Stored items
-=-=-
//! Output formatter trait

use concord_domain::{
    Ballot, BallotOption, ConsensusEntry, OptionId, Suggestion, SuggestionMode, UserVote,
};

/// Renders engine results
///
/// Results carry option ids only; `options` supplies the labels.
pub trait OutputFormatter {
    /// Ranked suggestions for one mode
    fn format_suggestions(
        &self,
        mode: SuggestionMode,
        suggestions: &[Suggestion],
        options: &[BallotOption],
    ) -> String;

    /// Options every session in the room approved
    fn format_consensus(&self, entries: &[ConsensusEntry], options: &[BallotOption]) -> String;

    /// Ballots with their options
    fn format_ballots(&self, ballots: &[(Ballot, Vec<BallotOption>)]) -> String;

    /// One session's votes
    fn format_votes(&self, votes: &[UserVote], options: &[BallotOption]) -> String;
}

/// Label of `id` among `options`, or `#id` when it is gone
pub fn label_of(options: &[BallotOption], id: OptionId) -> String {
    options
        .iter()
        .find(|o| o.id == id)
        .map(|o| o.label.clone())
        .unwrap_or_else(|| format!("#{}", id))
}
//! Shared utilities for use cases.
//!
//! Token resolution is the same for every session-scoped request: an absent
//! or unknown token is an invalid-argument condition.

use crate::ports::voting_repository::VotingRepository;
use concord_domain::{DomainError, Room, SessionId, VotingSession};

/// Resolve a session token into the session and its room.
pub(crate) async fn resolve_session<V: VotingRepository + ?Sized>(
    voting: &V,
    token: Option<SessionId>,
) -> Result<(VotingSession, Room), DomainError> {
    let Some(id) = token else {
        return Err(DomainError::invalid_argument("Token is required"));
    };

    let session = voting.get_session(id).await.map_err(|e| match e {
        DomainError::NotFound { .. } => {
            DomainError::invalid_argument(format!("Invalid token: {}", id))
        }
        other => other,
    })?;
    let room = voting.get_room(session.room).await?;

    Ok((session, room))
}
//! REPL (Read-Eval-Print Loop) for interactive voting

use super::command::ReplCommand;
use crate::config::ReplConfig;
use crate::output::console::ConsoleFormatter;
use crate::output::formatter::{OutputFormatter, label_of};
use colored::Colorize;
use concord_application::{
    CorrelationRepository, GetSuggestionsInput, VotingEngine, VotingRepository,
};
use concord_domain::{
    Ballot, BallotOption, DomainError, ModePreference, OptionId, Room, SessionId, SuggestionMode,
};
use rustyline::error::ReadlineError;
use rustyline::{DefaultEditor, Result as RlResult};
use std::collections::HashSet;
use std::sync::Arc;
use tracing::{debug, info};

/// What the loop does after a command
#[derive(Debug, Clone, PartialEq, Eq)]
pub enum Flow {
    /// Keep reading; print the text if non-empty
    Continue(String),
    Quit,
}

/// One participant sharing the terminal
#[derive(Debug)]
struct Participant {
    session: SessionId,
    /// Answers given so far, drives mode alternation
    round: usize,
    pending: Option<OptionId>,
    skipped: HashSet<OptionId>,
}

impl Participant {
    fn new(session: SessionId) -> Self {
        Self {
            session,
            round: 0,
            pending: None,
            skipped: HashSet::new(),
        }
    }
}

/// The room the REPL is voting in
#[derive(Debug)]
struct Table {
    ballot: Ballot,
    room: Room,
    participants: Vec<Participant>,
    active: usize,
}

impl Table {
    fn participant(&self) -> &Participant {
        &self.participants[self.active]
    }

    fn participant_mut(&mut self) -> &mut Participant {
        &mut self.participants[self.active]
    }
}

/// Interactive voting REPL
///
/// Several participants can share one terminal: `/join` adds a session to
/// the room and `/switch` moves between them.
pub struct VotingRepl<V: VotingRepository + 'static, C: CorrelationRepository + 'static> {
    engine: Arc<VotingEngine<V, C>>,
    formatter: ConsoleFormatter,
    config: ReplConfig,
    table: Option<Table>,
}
-=-=-
*Problem to solve*
Only the lines from the top of the data through the line that contains "One session's votes" should be quoted, exactly as they stand.

*Task response*
//! Output formatter trait

use concord_domain::{
    Ballot, BallotOption, ConsensusEntry, OptionId, Suggestion, SuggestionMode, UserVote,
};

/// Renders engine results
///
/// Results carry option ids only; `options` supplies the labels.
pub trait OutputFormatter {
    /// Ranked suggestions for one mode
    fn format_suggestions(
        &self,
        mode: SuggestionMode,
        suggestions: &[Suggestion],
        options: &[BallotOption],
    ) -> String;

    /// Options every session in the room approved
    fn format_consensus(&self, entries: &[ConsensusEntry], options: &[BallotOption]) -> String;

    /// Ballots with their options
    fn format_ballots(&self, ballots: &[(Ballot, Vec<BallotOption>)]) -> String;

    /// One session's votes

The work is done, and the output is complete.